Copy out, from the data, each line containing the string "Pending".

(Beginning of INPUT FOR THIS TASK)

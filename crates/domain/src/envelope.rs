//! Envelopes: the durable, addressed message record.

use serde::{Deserialize, Serialize};
use uuid::Uuid;

use crate::address::Address;
use crate::time::TimestampMs;

/// Reserved envelope metadata keys.
pub mod meta {
    /// The schedule that materialized this envelope.
    pub const CRON_SCHEDULE_ID: &str = "cronScheduleId";
    /// Reply/quote pointer to an earlier envelope.
    pub const REPLY_TO_ENVELOPE_ID: &str = "replyToEnvelopeId";
    /// Platform-native message id assigned on channel delivery or receipt.
    pub const PLATFORM_MESSAGE_ID: &str = "platformMessageId";
    pub const SENDER_ID: &str = "senderId";
    pub const SENDER_USERNAME: &str = "senderUsername";
    pub const SENDER_DISPLAY_NAME: &str = "senderDisplayName";
    pub const LAST_DELIVERY_ERROR_AT: &str = "lastDeliveryErrorAt";
    pub const LAST_DELIVERY_ERROR_KIND: &str = "lastDeliveryErrorKind";
    pub const LAST_DELIVERY_ERROR_MESSAGE: &str = "lastDeliveryErrorMessage";

    /// Keys stripped from cron content templates so scheduled messages never
    /// inherit quoting semantics.
    pub const REPLY_KEYS: &[&str] = &[REPLY_TO_ENVELOPE_ID, PLATFORM_MESSAGE_ID];
}

#[derive(Debug, Clone, Copy, PartialEq, Eq, Serialize, Deserialize)]
#[serde(rename_all = "lowercase")]
pub enum EnvelopeStatus {
    Pending,
    /// Terminal. No envelope ever leaves `done`.
    Done,
}

impl EnvelopeStatus {
    pub fn as_str(&self) -> &'static str {
        match self {
            EnvelopeStatus::Pending => "pending",
            EnvelopeStatus::Done => "done",
        }
    }
}

impl std::str::FromStr for EnvelopeStatus {
    type Err = crate::Error;

    fn from_str(s: &str) -> crate::Result<Self> {
        match s {
            "pending" => Ok(EnvelopeStatus::Pending),
            "done" => Ok(EnvelopeStatus::Done),
            other => Err(crate::Error::Validation(format!(
                "unknown envelope status '{other}'"
            ))),
        }
    }
}

/// A file carried by an envelope. `source` is a filesystem path, a URL, or an
/// opaque adapter file id.
#[derive(Debug, Clone, Default, PartialEq, Serialize, Deserialize)]
#[serde(rename_all = "camelCase")]
pub struct Attachment {
    pub source: String,
    #[serde(default, skip_serializing_if = "Option::is_none")]
    pub filename: Option<String>,
    #[serde(default, skip_serializing_if = "Option::is_none")]
    pub adapter_file_id: Option<String>,
}

#[derive(Debug, Clone, Default, PartialEq, Serialize, Deserialize)]
#[serde(rename_all = "camelCase")]
pub struct EnvelopeContent {
    #[serde(default, skip_serializing_if = "Option::is_none")]
    pub text: Option<String>,
    #[serde(default, skip_serializing_if = "Vec::is_empty")]
    pub attachments: Vec<Attachment>,
}

impl EnvelopeContent {
    pub fn text(text: impl Into<String>) -> Self {
        EnvelopeContent {
            text: Some(text.into()),
            attachments: Vec::new(),
        }
    }

    pub fn is_empty(&self) -> bool {
        self.text.as_deref().is_none_or(str::is_empty) && self.attachments.is_empty()
    }
}

#[derive(Debug, Clone, Serialize, Deserialize)]
#[serde(rename_all = "camelCase")]
pub struct Envelope {
    pub id: Uuid,
    pub from: Address,
    pub to: Address,
    #[serde(default)]
    pub from_boss: bool,
    pub content: EnvelopeContent,
    /// Not-before delivery lower bound; never a deadline.
    #[serde(default, skip_serializing_if = "Option::is_none")]
    pub deliver_at: Option<TimestampMs>,
    pub status: EnvelopeStatus,
    pub created_at: TimestampMs,
    #[serde(default)]
    pub metadata: serde_json::Map<String, serde_json::Value>,
}

impl Envelope {
    /// Delivery-eligibility sort key: `min(deliver_at, created_at)`.
    pub fn order_key(&self) -> TimestampMs {
        match self.deliver_at {
            Some(d) => d.min(self.created_at),
            None => self.created_at,
        }
    }

    pub fn meta_str(&self, key: &str) -> Option<&str> {
        self.metadata.get(key).and_then(|v| v.as_str())
    }

    pub fn reply_to(&self) -> Option<Uuid> {
        self.meta_str(meta::REPLY_TO_ENVELOPE_ID)
            .and_then(|s| s.parse().ok())
    }

    pub fn cron_schedule_id(&self) -> Option<Uuid> {
        self.meta_str(meta::CRON_SCHEDULE_ID)
            .and_then(|s| s.parse().ok())
    }
}
//! Durable persistence for Hi-Boss: agents, bindings, envelopes, cron
//! schedules, run audit, and key/value config, on SQLite (WAL).
//!
//! The store is the sole owner of on-disk state. One connection behind a
//! mutex serializes all access; every multi-step write runs inside a single
//! transaction, so a crash never leaves state partially updated.

mod agents;
pub mod config;
mod crons;
mod envelopes;
mod runs;
mod schema;

pub use config::keys as config_keys;
pub use envelopes::EnvelopeFilter;

use std::path::Path;

use parking_lot::Mutex;
use rusqlite::Connection;

use hb_domain::{Error, Result};

pub struct Store {
    conn: Mutex<Connection>,
}

/// Map a rusqlite failure into the shared storage error kind.
pub(crate) fn storage(e: rusqlite::Error) -> Error {
    Error::Storage(e.to_string())
}

impl Store {
    /// Open (or create) the database at `path`, validate schema
    /// compatibility, and reconcile stale `running` runs to `failed`.
    pub fn open(path: &Path) -> Result<Self> {
        let conn = Connection::open(path).map_err(storage)?;
        Self::init(conn)
    }

    /// In-memory store for tests.
    pub fn open_in_memory() -> Result<Self> {
        let conn = Connection::open_in_memory().map_err(storage)?;
        Self::init(conn)
    }

    fn init(conn: Connection) -> Result<Self> {
        schema::prepare(&conn)?;
        let store = Store {
            conn: Mutex::new(conn),
        };
        let reconciled = store.reconcile_stale_runs()?;
        if reconciled > 0 {
            tracing::warn!(count = reconciled, "reconciled stale running runs to failed");
        }
        Ok(store)
    }

    pub(crate) fn with_conn<T>(&self, f: impl FnOnce(&Connection) -> Result<T>) -> Result<T> {
        let conn = self.conn.lock();
        f(&conn)
    }

    pub(crate) fn with_tx<T>(
        &self,
        f: impl FnOnce(&rusqlite::Transaction<'_>) -> Result<T>,
    ) -> Result<T> {
        let mut conn = self.conn.lock();
        let tx = conn.transaction().map_err(storage)?;
        let out = f(&tx)?;
        tx.commit().map_err(storage)?;
        Ok(out)
    }
}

(End of INPUT FOR THIS TASK)

ANSWER AREA:
    Pending,
            EnvelopeStatus::Pending => "pending",
            "pending" => Ok(EnvelopeStatus::Pending),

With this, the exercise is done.